Disebut, besaran biaya isi ulang yang ditetapkan kepada konsumen berkisar antara Rp 1.500 hingga Rp 2.000 per transaksi.
Pengenaan biaya isi ulang e-money disebut untuk memberikan insentif kepada perbankan, sehingga dapat dialokasikan untuk memperbanyak infrastruktur pembayaran uang elektronik.
Menanggapi hal tersebut, anggota Komisi XI Heri Gunawan menilai bahwa pengenaan biaya isi ulang uang elektronik bisa mencuatkan kisruh. "Selain bertentangan dengan semangat dan visi cashless society yang gencar disosialisasikan BI, juga karena hal tersebut akan memberatkan rakyat," terangnya melalui keterangan tertulisnya, Senin (18/9/2017).
Pengenaan biaya isi ulang uang elektronik ini disebut kontra-produktif dengan semangat Gerakan Nasional Non Tunai (GNNT) menuju cashless society. Hal tersebut bertujuan untuk mewujudkan sistem pembayaran yang transparan, efisien, aman, minim risiko dan dapat meminimalisir tindakan penipuan.

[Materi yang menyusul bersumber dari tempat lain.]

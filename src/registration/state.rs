use std::fmt;

use crate::error::RuntimeError;

/// Lifecycle state of one worker instance.
///
/// ```text
/// Installing ──► Installed ──► Activating ──► Active ──► Redundant
///      │             │              │                       ▲
///      └─────────────┴──────────────┴───────────────────────┘
/// ```
#[derive(Debug, Clone, Copy, PartialEq, Eq, Hash)]
pub enum WorkerState {
    Installing,
    Installed,
    Activating,
    Active,
    Redundant,
}

impl WorkerState {
    /// Lower-case name used in logs and events.
    pub fn as_str(&self) -> &'static str {
        match self {
            WorkerState::Installing => "installing",
            WorkerState::Installed => "installed",
            WorkerState::Activating => "activating",
            WorkerState::Active => "active",
            WorkerState::Redundant => "redundant",
        }
    }

    /// True if `next` directly follows `self`.
    ///
    /// Every live state may drop to `Redundant`; nothing leaves `Redundant`.
    pub fn can_transition_to(self, next: WorkerState) -> bool {
        use WorkerState::*;
        matches!(
            (self, next),
            (Installing, Installed)
                | (Installed, Activating)
                | (Activating, Active)
                | (Installing | Installed | Activating | Active, Redundant)
        )
    }

    /// True for `Redundant`.
    pub fn is_terminal(self) -> bool {
        self == WorkerState::Redundant
    }
}

impl fmt::Display for WorkerState {
    fn fmt(&self, f: &mut fmt::Formatter<'_>) -> fmt::Result {
        f.write_str(self.as_str())
    }
}

pub(crate) fn check_transition(
    worker: u64,
    from: WorkerState,
    to: WorkerState,
) -> Result<(), RuntimeError> {
    if from.can_transition_to(to) {
        Ok(())
    } else {
        Err(RuntimeError::invalid_state(format!(
            "worker #{worker} cannot move from {from} to {to}"
        )))
    }
}

#[cfg(test)]
mod tests {
    use super::*;
    use WorkerState::*;

    const ALL: [WorkerState; 5] = [Installing, Installed, Activating, Active, Redundant];

    #[test]
    fn only_forward_steps_and_redundant_shortcut_are_allowed() {
        let allowed = [
            (Installing, Installed),
            (Installed, Activating),
            (Activating, Active),
            (Installing, Redundant),
            (Installed, Redundant),
            (Activating, Redundant),
            (Active, Redundant),
        ];
        for from in ALL {
            for to in ALL {
                assert_eq!(
                    from.can_transition_to(to),
                    allowed.contains(&(from, to)),
                    "{from} -> {to}"
                );
            }
        }
    }

    #[test]
    fn illegal_transition_is_invalid_state() {
        let err = check_transition(4, Active, Installing).expect_err("backwards");
        assert_eq!(err.as_label(), "invalid_state");
        assert_eq!(
            err.to_string(),
            "invalid state: worker #4 cannot move from active to installing"
        );
        assert!(Redundant.is_terminal());
    }
}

Meskipun kebijakan tersebut untuk mengatur agar biaya lebih murah ketimbang saat melakukan pengisian di merchant, tapi BI sebagai regulator, menurut Heri bisa berpihak ke masyarakat dan menghindarkan merekadari potensi pungutan pembayaran dari setiap pengisian ulang uang elektronik.
Sebenarnya, aturan tersebut bisa jadi pintu masuk bagi BI untuk memfasilitasi animo masyarakat yang makin aktif menggunakan uang elektronik. Tercatat, tahun ini transaksi dengan menggunakan uang elektronik telah mencapai 58 juta transaksi, dengan nilai berkisar Rp 1,1 triliun.
"Kalau ada biaya isi ulang justru jadi blunder yang berhujung pada distrust. Sebab masyarakat yang harusnya mendapat insentif dari kelibahan-kelebihan e-money justru mendapat disinsentif," papar Heri.